* [What is needed]:
Once the line with "std::fs::create_dir_all(&dir).unwrap();" is found, repeat exactly that line and every one after it until the data below ends, including the last line.

* [Given entries]:
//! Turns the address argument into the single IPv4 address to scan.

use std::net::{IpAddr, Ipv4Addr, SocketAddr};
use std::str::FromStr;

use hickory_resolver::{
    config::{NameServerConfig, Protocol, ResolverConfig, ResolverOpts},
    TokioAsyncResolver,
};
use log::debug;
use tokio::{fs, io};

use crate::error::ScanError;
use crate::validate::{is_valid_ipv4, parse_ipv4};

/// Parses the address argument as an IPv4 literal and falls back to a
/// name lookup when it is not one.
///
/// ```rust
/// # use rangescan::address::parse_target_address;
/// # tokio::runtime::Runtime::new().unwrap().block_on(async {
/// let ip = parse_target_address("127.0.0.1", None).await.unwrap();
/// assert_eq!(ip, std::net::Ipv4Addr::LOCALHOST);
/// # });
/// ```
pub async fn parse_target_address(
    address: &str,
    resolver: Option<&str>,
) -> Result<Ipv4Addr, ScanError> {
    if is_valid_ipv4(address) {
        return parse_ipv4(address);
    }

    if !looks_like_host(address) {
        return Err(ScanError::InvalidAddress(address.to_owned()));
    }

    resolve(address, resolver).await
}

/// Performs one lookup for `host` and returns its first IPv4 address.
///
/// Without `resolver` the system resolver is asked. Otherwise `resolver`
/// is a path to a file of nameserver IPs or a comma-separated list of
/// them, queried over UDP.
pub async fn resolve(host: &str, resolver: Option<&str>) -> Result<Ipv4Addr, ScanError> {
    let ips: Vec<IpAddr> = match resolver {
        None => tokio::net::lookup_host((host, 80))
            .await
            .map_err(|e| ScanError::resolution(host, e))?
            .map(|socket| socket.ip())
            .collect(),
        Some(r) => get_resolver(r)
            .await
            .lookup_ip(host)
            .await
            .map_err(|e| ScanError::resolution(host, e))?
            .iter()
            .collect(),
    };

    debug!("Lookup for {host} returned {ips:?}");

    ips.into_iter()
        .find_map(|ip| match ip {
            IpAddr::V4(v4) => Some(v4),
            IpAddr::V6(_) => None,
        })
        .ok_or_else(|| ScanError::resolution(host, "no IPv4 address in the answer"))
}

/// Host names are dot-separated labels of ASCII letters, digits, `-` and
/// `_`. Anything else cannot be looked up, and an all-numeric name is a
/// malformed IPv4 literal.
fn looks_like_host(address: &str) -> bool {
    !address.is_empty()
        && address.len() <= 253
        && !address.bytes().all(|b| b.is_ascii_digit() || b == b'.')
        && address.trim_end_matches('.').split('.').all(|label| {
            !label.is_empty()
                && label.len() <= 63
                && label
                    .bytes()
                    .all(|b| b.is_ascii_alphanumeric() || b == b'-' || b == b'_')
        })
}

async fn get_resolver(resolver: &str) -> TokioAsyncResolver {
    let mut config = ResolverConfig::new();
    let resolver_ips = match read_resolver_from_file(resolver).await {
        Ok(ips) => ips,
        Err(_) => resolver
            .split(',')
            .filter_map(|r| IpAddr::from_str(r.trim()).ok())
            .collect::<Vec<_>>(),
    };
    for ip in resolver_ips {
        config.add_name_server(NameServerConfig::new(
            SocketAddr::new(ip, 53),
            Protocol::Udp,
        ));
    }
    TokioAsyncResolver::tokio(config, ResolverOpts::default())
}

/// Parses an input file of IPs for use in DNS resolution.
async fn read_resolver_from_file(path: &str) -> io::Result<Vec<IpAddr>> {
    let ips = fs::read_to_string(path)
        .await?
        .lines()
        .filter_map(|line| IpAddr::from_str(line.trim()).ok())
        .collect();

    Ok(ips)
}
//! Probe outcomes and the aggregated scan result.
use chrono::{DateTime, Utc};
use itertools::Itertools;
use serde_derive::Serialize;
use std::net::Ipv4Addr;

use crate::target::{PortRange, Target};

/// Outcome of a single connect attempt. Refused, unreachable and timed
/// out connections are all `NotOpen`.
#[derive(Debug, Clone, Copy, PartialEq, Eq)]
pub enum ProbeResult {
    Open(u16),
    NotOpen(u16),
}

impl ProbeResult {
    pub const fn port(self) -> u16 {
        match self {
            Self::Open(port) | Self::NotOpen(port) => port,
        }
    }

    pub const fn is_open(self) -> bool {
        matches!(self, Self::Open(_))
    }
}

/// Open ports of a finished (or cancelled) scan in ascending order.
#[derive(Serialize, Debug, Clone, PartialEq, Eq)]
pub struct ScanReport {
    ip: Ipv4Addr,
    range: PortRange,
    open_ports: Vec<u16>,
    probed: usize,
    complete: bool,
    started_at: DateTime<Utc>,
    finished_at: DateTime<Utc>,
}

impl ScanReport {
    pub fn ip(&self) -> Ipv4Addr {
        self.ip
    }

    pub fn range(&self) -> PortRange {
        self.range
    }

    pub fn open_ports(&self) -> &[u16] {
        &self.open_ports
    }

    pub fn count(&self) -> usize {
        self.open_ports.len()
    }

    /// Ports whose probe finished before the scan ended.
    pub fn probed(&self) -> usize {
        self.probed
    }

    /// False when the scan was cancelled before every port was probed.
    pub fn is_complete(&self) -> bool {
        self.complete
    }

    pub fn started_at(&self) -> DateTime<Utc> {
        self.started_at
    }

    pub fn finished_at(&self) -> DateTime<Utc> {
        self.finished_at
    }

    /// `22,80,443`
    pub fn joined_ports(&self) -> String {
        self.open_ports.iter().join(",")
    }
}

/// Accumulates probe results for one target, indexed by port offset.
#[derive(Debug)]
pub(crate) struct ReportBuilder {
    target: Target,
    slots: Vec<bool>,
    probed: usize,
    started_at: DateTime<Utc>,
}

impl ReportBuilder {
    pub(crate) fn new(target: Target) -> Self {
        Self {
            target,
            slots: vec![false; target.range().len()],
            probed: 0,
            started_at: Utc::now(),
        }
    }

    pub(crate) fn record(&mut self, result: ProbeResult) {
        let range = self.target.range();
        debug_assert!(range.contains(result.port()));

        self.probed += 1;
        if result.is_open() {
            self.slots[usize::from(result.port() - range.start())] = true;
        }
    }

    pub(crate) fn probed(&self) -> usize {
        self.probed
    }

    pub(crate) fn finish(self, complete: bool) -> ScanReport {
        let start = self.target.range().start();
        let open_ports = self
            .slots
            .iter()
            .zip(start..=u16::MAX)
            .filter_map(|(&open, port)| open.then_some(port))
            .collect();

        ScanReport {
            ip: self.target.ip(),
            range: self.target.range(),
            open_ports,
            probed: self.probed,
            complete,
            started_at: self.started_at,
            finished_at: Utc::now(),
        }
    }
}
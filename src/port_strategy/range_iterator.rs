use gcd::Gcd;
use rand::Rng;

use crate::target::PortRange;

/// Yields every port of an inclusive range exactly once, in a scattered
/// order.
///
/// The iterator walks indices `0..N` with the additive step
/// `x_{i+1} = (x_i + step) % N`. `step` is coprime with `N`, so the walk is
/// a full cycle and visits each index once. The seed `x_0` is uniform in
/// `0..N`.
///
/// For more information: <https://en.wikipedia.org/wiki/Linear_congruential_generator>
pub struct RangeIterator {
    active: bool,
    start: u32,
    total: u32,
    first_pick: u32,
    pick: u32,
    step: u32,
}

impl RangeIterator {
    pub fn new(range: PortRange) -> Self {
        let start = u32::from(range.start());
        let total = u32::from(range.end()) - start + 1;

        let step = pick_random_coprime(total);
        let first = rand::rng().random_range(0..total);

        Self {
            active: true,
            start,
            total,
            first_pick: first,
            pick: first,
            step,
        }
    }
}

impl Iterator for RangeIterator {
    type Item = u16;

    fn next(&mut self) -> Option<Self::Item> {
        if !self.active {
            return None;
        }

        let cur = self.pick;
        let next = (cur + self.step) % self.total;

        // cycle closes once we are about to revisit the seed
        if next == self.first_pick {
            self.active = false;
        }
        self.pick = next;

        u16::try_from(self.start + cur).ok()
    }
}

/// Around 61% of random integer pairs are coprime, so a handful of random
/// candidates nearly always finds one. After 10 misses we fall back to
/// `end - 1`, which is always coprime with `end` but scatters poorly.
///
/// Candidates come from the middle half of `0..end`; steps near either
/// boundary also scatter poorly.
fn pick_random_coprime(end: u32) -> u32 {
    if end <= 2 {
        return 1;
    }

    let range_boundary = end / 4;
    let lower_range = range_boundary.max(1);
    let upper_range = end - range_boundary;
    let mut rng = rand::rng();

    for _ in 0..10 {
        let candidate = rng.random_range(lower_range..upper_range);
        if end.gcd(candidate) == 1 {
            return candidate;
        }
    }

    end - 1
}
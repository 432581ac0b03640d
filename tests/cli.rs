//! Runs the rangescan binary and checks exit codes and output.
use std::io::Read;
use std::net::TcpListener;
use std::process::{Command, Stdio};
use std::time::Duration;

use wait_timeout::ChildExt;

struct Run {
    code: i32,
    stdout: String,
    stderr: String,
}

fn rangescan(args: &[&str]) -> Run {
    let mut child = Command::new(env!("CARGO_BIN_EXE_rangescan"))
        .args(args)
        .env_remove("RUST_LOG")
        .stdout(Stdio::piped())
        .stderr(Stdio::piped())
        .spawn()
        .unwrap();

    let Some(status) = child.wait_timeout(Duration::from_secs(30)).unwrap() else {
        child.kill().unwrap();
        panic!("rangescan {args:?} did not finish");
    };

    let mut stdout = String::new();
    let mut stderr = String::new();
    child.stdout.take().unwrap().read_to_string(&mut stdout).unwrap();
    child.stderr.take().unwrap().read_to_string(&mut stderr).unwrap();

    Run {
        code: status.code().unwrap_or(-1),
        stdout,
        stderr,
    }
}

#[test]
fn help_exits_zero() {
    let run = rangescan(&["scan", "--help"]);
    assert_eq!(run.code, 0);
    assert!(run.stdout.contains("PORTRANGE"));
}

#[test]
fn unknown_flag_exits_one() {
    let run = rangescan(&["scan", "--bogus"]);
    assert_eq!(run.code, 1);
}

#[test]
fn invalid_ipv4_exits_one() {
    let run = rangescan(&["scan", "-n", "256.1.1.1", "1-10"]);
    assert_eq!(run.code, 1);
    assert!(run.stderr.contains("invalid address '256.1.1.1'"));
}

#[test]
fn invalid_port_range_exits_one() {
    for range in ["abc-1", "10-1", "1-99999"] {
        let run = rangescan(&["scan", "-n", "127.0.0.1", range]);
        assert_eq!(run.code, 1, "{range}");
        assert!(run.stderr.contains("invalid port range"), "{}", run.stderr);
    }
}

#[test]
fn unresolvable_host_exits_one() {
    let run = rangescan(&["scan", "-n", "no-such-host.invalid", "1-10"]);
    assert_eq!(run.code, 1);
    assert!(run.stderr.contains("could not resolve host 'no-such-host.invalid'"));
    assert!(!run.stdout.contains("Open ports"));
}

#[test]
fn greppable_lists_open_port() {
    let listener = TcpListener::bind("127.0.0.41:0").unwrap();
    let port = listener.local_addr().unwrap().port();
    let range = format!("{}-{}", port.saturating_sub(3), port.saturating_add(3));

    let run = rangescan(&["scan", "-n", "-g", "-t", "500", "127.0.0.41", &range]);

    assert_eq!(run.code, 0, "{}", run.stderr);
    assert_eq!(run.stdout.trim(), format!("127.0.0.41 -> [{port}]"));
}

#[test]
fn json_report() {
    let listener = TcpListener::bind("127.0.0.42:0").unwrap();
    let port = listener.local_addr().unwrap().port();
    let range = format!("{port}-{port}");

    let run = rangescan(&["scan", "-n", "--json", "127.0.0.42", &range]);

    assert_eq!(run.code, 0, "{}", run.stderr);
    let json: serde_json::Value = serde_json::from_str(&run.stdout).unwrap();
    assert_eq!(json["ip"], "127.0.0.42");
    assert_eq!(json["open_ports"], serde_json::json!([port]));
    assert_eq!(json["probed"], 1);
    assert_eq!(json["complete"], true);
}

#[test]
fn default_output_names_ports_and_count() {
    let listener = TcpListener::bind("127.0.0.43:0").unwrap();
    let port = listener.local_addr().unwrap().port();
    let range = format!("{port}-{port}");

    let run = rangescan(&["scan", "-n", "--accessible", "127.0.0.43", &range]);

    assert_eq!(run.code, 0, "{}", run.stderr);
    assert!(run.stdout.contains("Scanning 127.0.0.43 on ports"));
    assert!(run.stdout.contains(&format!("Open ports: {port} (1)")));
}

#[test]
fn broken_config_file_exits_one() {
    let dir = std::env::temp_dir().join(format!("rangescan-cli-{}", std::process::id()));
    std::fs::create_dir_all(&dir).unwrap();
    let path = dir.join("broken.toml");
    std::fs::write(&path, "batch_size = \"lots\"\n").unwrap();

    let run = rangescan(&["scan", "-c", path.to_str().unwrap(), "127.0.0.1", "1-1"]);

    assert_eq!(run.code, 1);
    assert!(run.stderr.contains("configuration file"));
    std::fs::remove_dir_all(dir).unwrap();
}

* [Answer to this problem]:
    std::fs::create_dir_all(&dir).unwrap();
    let path = dir.join("broken.toml");
    std::fs::write(&path, "batch_size = \"lots\"\n").unwrap();

    let run = rangescan(&["scan", "-c", path.to_str().unwrap(), "127.0.0.1", "1-1"]);

    assert_eq!(run.code, 1);
    assert!(run.stderr.contains("configuration file"));
    std::fs::remove_dir_all(dir).unwrap();
}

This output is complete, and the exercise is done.